We have a CIO who wants to replace all mainframe application for the simple reason that they are old technology. One must weigh the consequences and understand if the replacement can handle workload. Have you ever wondered why JPMC, Credit Swiss, Walmart, and Bank of America to name a few still run mainframes?
My apologies for taking it in that direction. Just make sure, whatever analysis tool is used, that all aspects of the replacement are documented including workload, I/O, concurrent users, adoption curve, and scalability.
Data Flow represents flow within one module or one independent code. However Sequence Diagram represents sequence of activity in between different modules.
Yes at some points they may pass the same messages.
I basically use Sequence diagram in interface documents which will be shared with other modules/elements, however DFD will be used in Low level design documents which will be used to develop the code within one module or network element.
If we look closer to a dataflow diagram, we can notice that when a node collects data from all its edges, it starts to process them. And to process, it needs an activity token, which represents access to a processor. Usually the process of obtaining that token is omitted, but it has to exist. Typically, the whole node as a token is put in a double-ended queue, where on the other end of that queue free activities (processors or threads) are stored. A thread pool is a perfect example of such a queue, and the nodes ready to work are represented as tasks. As soon as a node meets activity, they both are taken from the queue and actual processing starts. When processing finishes, activity is returned to the queue. This way we can think of activity as a special kind of token.

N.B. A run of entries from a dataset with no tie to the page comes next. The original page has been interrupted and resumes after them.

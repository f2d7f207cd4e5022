//! # WebPayments
//!
//! Entry point for merchants: owns the configuration, hands each wallet's
//! handshake a view of it, and exposes one button-creation call per wallet.

use crate::apple::{ApplePayCapability, ApplePayHandshake, PaymentGateway};
use crate::client::{PaymentsClientFactory, ScriptLoader};
use crate::google::GooglePayHandshake;
use crate::settings::HandshakeSettings;
use crate::state::SharedConfiguration;
use std::sync::Arc;
use tracing::{debug, instrument};
use webpay_core::{
    ApplePayConfiguration, ButtonAvailability, ButtonRequest, GooglePayConfiguration,
    HandshakeRegistry, MerchantIdentity, PaymentError, PaymentItem, PaymentOptions,
    PaymentResponder, PaymentResult, ShippingOption, WalletConfiguration, WalletKind,
};

/// Wallet payments for one checkout page
pub struct WebPayments {
    configuration: SharedConfiguration,
    handshakes: HandshakeRegistry,
    settings: HandshakeSettings,
}

impl WebPayments {
    pub fn new(configuration: WalletConfiguration, settings: HandshakeSettings) -> Self {
        Self {
            configuration: SharedConfiguration::new(configuration),
            handshakes: HandshakeRegistry::new(),
            settings,
        }
    }

    /// Create with settings from environment variables
    pub fn from_env(configuration: WalletConfiguration) -> PaymentResult<Self> {
        Ok(Self::new(configuration, HandshakeSettings::from_env()?))
    }

    /// Load the configuration from TOML, settings from the environment
    pub fn from_toml(toml_str: &str) -> PaymentResult<Self> {
        Self::from_env(WalletConfiguration::from_toml(toml_str)?)
    }

    /// Builder: enable Apple Pay
    pub fn with_apple_pay(
        mut self,
        capability: Arc<dyn ApplePayCapability>,
        gateway: Arc<dyn PaymentGateway>,
    ) -> Self {
        self.handshakes.register(Arc::new(ApplePayHandshake::new(
            self.configuration.clone(),
            capability,
            gateway,
            self.settings.clone(),
        )));
        self
    }

    /// Builder: enable Google Pay
    pub fn with_google_pay(
        mut self,
        loader: Arc<dyn ScriptLoader>,
        factory: Arc<dyn PaymentsClientFactory>,
    ) -> Self {
        self.handshakes.register(Arc::new(GooglePayHandshake::new(
            self.configuration.clone(),
            loader,
            factory,
            self.settings.clone(),
        )));
        self
    }

    pub fn set_merchant(&self, merchant: MerchantIdentity) {
        self.configuration.update(|config| config.set_merchant(merchant));
    }

    pub fn set_apple_pay(&self, configuration: ApplePayConfiguration) {
        self.configuration.update(|config| config.set_apple_pay(configuration));
    }

    pub fn set_google_pay(&self, configuration: GooglePayConfiguration) {
        self.configuration.update(|config| config.set_google_pay(configuration));
    }

    /// Replace the line items; the total follows
    pub fn set_payment_items(&self, items: Vec<PaymentItem>) {
        debug!(items = items.len(), "Payment items replaced");
        self.configuration.update(|config| config.set_payment_items(items));
    }

    pub fn set_shipping_options(&self, options: Vec<ShippingOption>) {
        self.configuration.update(|config| config.set_shipping_options(options));
    }

    pub fn set_payment_options(&self, options: PaymentOptions) {
        self.configuration.update(|config| config.set_payment_options(options));
    }

    /// Total derived from the current line items
    pub fn total(&self) -> PaymentItem {
        self.configuration.read(|config| config.payment_details.total())
    }

    /// Copy of the current configuration
    pub fn configuration(&self) -> WalletConfiguration {
        self.configuration.snapshot()
    }

    pub fn settings(&self) -> &HandshakeSettings {
        &self.settings
    }

    /// Wallets with a registered handshake
    pub fn wallets(&self) -> Vec<WalletKind> {
        self.handshakes.wallets()
    }

    /// Run `wallet`'s handshake; the outcome of the attempt goes to `responder`
    #[instrument(skip(self, request, responder))]
    pub async fn button(
        &self,
        wallet: WalletKind,
        request: &ButtonRequest,
        responder: PaymentResponder,
    ) -> PaymentResult<ButtonAvailability> {
        let handshake = self.handshakes.get(wallet).ok_or_else(|| {
            PaymentError::Configuration(format!("{} is not enabled", wallet))
        })?;

        handshake.create_button(request, responder).await
    }

    pub async fn apple_pay_button(
        &self,
        request: &ButtonRequest,
        responder: PaymentResponder,
    ) -> PaymentResult<ButtonAvailability> {
        self.button(WalletKind::ApplePay, request, responder).await
    }

    pub async fn google_pay_button(
        &self,
        request: &ButtonRequest,
        responder: PaymentResponder,
    ) -> PaymentResult<ButtonAvailability> {
        self.button(WalletKind::GooglePay, request, responder).await
    }

    /// Abandon every pending setup step and open sheet
    pub fn cancel_all(&self) {
        self.handshakes.cancel_all();
    }
}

So both dataflow and activity diagrams are just simplified variants of a general active-data-flow diagram, with either activities or data tokens omitted. But generally, both kinds of tokens can be represented in a diagram simultaneously.
Programmers used to think about threads as activities, but if we look at them closer, we notice that when a thread is ready to execute, it gets in a line to processors, and real execution starts only when a free processor switch to that thread. This is absolute analogy as tasks are executed on a thread pool. So from simplified point of view, a thread is an activity, and from more rigorous point of view a thread is a data token and the only real activity is a physical processor. This shows that activity tokens are not different from data tokens. And indeed, we can omit the route of node chasing an activity and consider a dataflow node as an activity itself, which starts to work immediately when all its edges (inputs) contain data.

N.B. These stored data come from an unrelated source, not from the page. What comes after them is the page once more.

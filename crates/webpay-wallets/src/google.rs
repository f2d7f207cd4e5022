//! # Google Pay Handshake
//!
//! Multi-phase handshake:
//!
//! ```text
//! create_button: script (once) → client + callbacks → isReadyToPay → button
//! click:         payment data request → sheet ⇄ live callbacks → response
//! ```
//!
//! Probe rejections and sheet outcomes are delivered to the responder; a
//! `false` readiness answer only withholds the button.

use crate::callbacks::PaymentDataCallbacks;
use crate::client::{
    GoogleButtonOptions, PaymentsClient, PaymentsClientFactory, PaymentsClientOptions, ScriptLoader,
};
use crate::settings::HandshakeSettings;
use crate::state::{
    run_stage, HandshakeRuns, HandshakeStage, SharedConfiguration, SheetActivity, StageTracker,
};
use async_trait::async_trait;
use std::sync::Arc;
use tokio::sync::OnceCell;
use tokio_util::sync::CancellationToken;
use tracing::{debug, info, instrument, warn};
use uuid::Uuid;
use webpay_core::gpay::{ClientSettings, IsReadyToPayRequest, PaymentDataRequest, PaymentMethod};
use webpay_core::{
    normalize_google_payment, ButtonAvailability, ButtonElement, ButtonRequest, PaymentError,
    PaymentResponder, PaymentResult, UnavailableReason, WalletButton, WalletHandshake, WalletKind,
};

/// Google Pay handshake
pub struct GooglePayHandshake {
    configuration: SharedConfiguration,
    loader: Arc<dyn ScriptLoader>,
    factory: Arc<dyn PaymentsClientFactory>,
    settings: HandshakeSettings,
    script: OnceCell<()>,
    runs: HandshakeRuns,
}
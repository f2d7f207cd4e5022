//! # webpay-wasm
//!
//! WebAssembly bindings for webpay-rs.
//!
//! The browser glue owns the wallet scripts and sessions; this crate keeps
//! the cart and computes everything the wallets are fed:
//! - Configuration setters taking plain JS objects (snake_case or camelCase keys)
//! - The derived total and the Apple Pay button classes
//! - Google Pay client settings, readiness and payment data requests
//! - Live shipping recalculation for `onPaymentDataChanged`
//! - Normalization of the Google Pay payload into the unified response
//!
//! ## Usage (JavaScript)
//!
//! ```javascript
//! import init, { WasmWebPayments } from 'webpay-wasm';
//!
//! await init();
//!
//! const payments = new WasmWebPayments();
//! payments.set_payment_items([
//!   { label: 'Book', amount: { value: '10.00', currency: 'USD' } },
//! ]);
//!
//! const client = new google.payments.api.PaymentsClient({
//!   ...payments.client_settings(),
//!   paymentDataCallbacks: {
//!     onPaymentAuthorized: () => payments.on_payment_authorized(),
//!     onPaymentDataChanged: (data) => payments.on_payment_data_changed(data),
//!   },
//! });
//! const data = await client.loadPaymentData(payments.payment_data_request());
//! const response = payments.normalize_payment_data(data);
//! ```
//!
//! ## Building
//!
//! ```bash
//! wasm-pack build --target web
//! ```

use serde::Serialize;
use wasm_bindgen::prelude::*;
use webpay_core::gpay::{
    ClientSettings, IntermediatePaymentData, IsReadyToPayRequest, PaymentAuthorizationResult,
    PaymentDataRequest, PaymentDataUpdate, PaymentMethod,
};
use webpay_core::{
    normalize_google_payment_value, ApplePayConfiguration, GooglePayConfiguration,
    MerchantIdentity, PaymentError, PaymentItem, PaymentOptions, PaymentResponse, PaymentResult,
    ShippingOption, WalletConfiguration,
};

/// Gateway named in the tokenization specification unless overridden
pub const DEFAULT_GATEWAY: &str = "judopay";

/// Wallet configuration held on the page
#[wasm_bindgen]
pub struct WasmWebPayments {
    configuration: WalletConfiguration,
    gateway: String,
}

#[wasm_bindgen]
impl WasmWebPayments {
    #[wasm_bindgen(constructor)]
    pub fn new() -> Self {
        Self {
            configuration: WalletConfiguration::new(),
            gateway: DEFAULT_GATEWAY.to_string(),
        }
    }

    /// Build from a TOML configuration document
    #[wasm_bindgen]
    pub fn from_toml(toml_str: &str) -> Result<WasmWebPayments, JsValue> {
        let configuration = WalletConfiguration::from_toml(toml_str).map_err(to_js_error)?;
        Ok(Self {
            configuration,
            gateway: DEFAULT_GATEWAY.to_string(),
        })
    }

    #[wasm_bindgen]
    pub fn set_gateway(&mut self, gateway: String) {
        self.gateway = gateway;
    }

    #[wasm_bindgen]
    pub fn set_merchant(&mut self, merchant: JsValue) -> Result<(), JsValue> {
        let merchant: MerchantIdentity = from_js(merchant, "merchant")?;
        self.configuration.set_merchant(merchant);
        Ok(())
    }

    #[wasm_bindgen]
    pub fn set_apple_pay(&mut self, configuration: JsValue) -> Result<(), JsValue> {
        let configuration: ApplePayConfiguration = from_js(configuration, "Apple Pay configuration")?;
        self.configuration.set_apple_pay(configuration);
        Ok(())
    }

    #[wasm_bindgen]
    pub fn set_google_pay(&mut self, configuration: JsValue) -> Result<(), JsValue> {
        let configuration: GooglePayConfiguration = from_js(configuration, "Google Pay configuration")?;
        self.configuration.set_google_pay(configuration);
        Ok(())
    }

    /// Replace the line items; the total follows
    #[wasm_bindgen]
    pub fn set_payment_items(&mut self, items: JsValue) -> Result<(), JsValue> {
        let items: Vec<PaymentItem> = from_js(items, "payment items")?;
        self.configuration.set_payment_items(items);
        Ok(())
    }

    #[wasm_bindgen]
    pub fn set_shipping_options(&mut self, options: JsValue) -> Result<(), JsValue> {
        let options: Vec<ShippingOption> = from_js(options, "shipping options")?;
        self.configuration.set_shipping_options(options);
        Ok(())
    }

    #[wasm_bindgen]
    pub fn set_payment_options(&mut self, options: JsValue) -> Result<(), JsValue> {
        let options: PaymentOptions = from_js(options, "payment options")?;
        self.configuration.set_payment_options(options);
        Ok(())
    }

    /// `{label, amount: {value, currency}, pending}`
    #[wasm_bindgen]
    pub fn total(&self) -> Result<JsValue, JsValue> {
        to_js(&self.configuration.payment_details.total())
    }

    /// Class attribute for the Apple Pay `<button>`
    #[wasm_bindgen]
    pub fn apple_pay_button_class(&self) -> String {
        let apple = &self.configuration.apple_pay;
        format!(
            "ApplePayButton {} {}",
            apple.style.class_name(),
            apple.button_type.class_name()
        )
    }

    /// Whether `onPaymentDataChanged` should be registered with the client
    #[wasm_bindgen]
    pub fn requests_shipping_options(&self) -> bool {
        self.configuration.requests_shipping_options()
    }

    #[wasm_bindgen]
    pub fn client_settings(&self) -> Result<JsValue, JsValue> {
        to_js(&ClientSettings::from_configuration(&self.configuration))
    }

    #[wasm_bindgen]
    pub fn is_ready_to_pay_request(&self) -> Result<JsValue, JsValue> {
        to_js(&IsReadyToPayRequest::new(self.payment_method()))
    }

    #[wasm_bindgen]
    pub fn payment_data_request(&self) -> Result<JsValue, JsValue> {
        to_js(&self.build_payment_data_request())
    }

    /// Answer for `onPaymentAuthorized`
    #[wasm_bindgen]
    pub fn on_payment_authorized(&self) -> Result<JsValue, JsValue> {
        to_js(&PaymentAuthorizationResult::success())
    }

    /// Answer for `onPaymentDataChanged`; `{}` unless a known shipping option was picked
    #[wasm_bindgen]
    pub fn on_payment_data_changed(&self, data: JsValue) -> Result<JsValue, JsValue> {
        let data: IntermediatePaymentData = from_js(data, "intermediate payment data")?;
        to_js(&self.payment_data_update(&data))
    }

    /// Unified response for the payload `loadPaymentData` resolved with
    #[wasm_bindgen]
    pub fn normalize_payment_data(&self, data: JsValue) -> Result<JsValue, JsValue> {
        let raw: serde_json::Value = from_js(data, "payment data")?;
        let response = Self::normalize(raw).map_err(to_js_error)?;
        to_js(&response)
    }
}

impl WasmWebPayments {
    fn payment_method(&self) -> PaymentMethod {
        PaymentMethod::card(&self.configuration, &self.gateway)
    }

    fn build_payment_data_request(&self) -> PaymentDataRequest {
        PaymentDataRequest::from_configuration(&self.configuration, self.payment_method())
    }

    fn payment_data_update(&self, data: &IntermediatePaymentData) -> PaymentDataUpdate {
        PaymentDataUpdate::for_change(&self.configuration.payment_details, data)
    }

    fn normalize(raw: serde_json::Value) -> PaymentResult<PaymentResponse> {
        normalize_google_payment_value(raw)
    }
}

impl Default for WasmWebPayments {
    fn default() -> Self {
        Self::new()
    }
}

fn from_js<T: serde::de::DeserializeOwned>(value: JsValue, what: &str) -> Result<T, JsValue> {
    serde_wasm_bindgen::from_value(value)
        .map_err(|e| to_js_error(PaymentError::InvalidRequest(format!("Invalid {}: {}", what, e))))
}

fn to_js<T: Serialize>(value: &T) -> Result<JsValue, JsValue> {
    let serializer = serde_wasm_bindgen::Serializer::json_compatible();
    value
        .serialize(&serializer)
        .map_err(|e| to_js_error(PaymentError::Serialization(e.to_string())))
}

fn to_js_error(err: PaymentError) -> JsValue {
    js_sys::Error::new(&err.message()).into()
}

/// Log to browser console
#[wasm_bindgen]
pub fn log(message: &str) {
    web_sys::console::log_1(&JsValue::from_str(message));
}

/// Get library version
#[wasm_bindgen]
pub fn version() -> String {
    env!("CARGO_PKG_VERSION").to_string()
}

#[cfg(test)]
mod tests {
    use super::*;
    use serde_json::json;
    use webpay_core::{ApplePayButtonStyle, ApplePayButtonType, CurrencyAmount};

    fn usd(value: &str) -> CurrencyAmount {
        CurrencyAmount::parse(value, "USD").unwrap()
    }

    fn payments() -> WasmWebPayments {
        let mut payments = WasmWebPayments::new();
        payments.configuration = WalletConfiguration::new()
            .with_items(vec![
                PaymentItem::new("Book", usd("10.00")),
                PaymentItem::new("Pen", usd("5.00")),
            ])
            .with_shipping_options(vec![
                ShippingOption::new("std", "Standard", usd("2.00")),
                ShippingOption::new("exp", "Express", usd("9.00")).selected(),
            ])
            .with_payment_options(PaymentOptions::default().with_shipping(None));
        payments
    }

    #[test]
    fn test_apple_pay_button_class() {
        let mut payments = WasmWebPayments::new();
        assert_eq!(
            payments.apple_pay_button_class(),
            "ApplePayButton ApplePayButtonBlack ApplePayButtonPlain"
        );

        payments.configuration.apple_pay = ApplePayConfiguration::new("merchant.example")
            .with_button(ApplePayButtonStyle::White, ApplePayButtonType::Donate);
        assert_eq!(
            payments.apple_pay_button_class(),
            "ApplePayButton ApplePayButtonWhite ApplePayButtonDonate"
        );
    }

    #[test]
    fn test_payment_data_request_uses_gateway() {
        let mut payments = payments();
        payments.set_gateway("other-gateway".to_string());

        let request = payments.build_payment_data_request();
        assert_eq!(request.transaction_info.total_price, "24.00");
        assert_eq!(
            request.allowed_payment_methods[0]
                .tokenization_specification
                .parameters
                .gateway,
            "other-gateway"
        );
        assert!(payments.requests_shipping_options());
    }

    #[test]
    fn test_payment_data_update() {
        let payments = payments();
        let data: IntermediatePaymentData = serde_json::from_value(json!({
            "callbackTrigger": "SHIPPING_OPTION",
            "shippingOptionData": {"id": "std"}
        }))
        .unwrap();

        let update = payments.payment_data_update(&data);
        assert_eq!(update.new_transaction_info.unwrap().total_price, "17.00");
    }

    #[test]
    fn test_normalize() {
        let response = WasmWebPayments::normalize(json!({
            "apiVersion": 2,
            "apiVersionMinor": 0,
            "paymentMethodData": {"type": "CARD"}
        }))
        .unwrap();
        assert!(response.billing_details.is_none());

        assert!(WasmWebPayments::normalize(json!({"apiVersion": 2})).is_err());
    }

    #[test]
    fn test_version() {
        assert_eq!(version(), env!("CARGO_PKG_VERSION"));
    }
}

I'm fond of using UML diagrams to describe my software. In the majority of cases the diagrams are for my own use and I use them for more involved pieces of code, interactions etc. where I'll benefit from being able to look back over them in the future.
One thing I've found myself doing a few different ways is diagramming threads. Threads by their nature tend to pop up in the more involved pieces of code and keeping track of them is often a primary purpose of my design documents.
In the past I've used a symbol in a sequence diagram to show the creation of a new thread but looking back at some diagrams doing that it's sometimes ambiguous between an object's lifetime - which sequence diagrams are for - and a thread's lifetime. Is there a better approach for incorporating threads into UML?
I managed to produce a diagram that makes sense to me at the time of drawing it. The basic premise is that I've overlaid grey boxes representing class instances with blue boxes representing thread lifetimes. The main thing it lets me keep track of is knowing which thread I will be executing on when I call certain methods.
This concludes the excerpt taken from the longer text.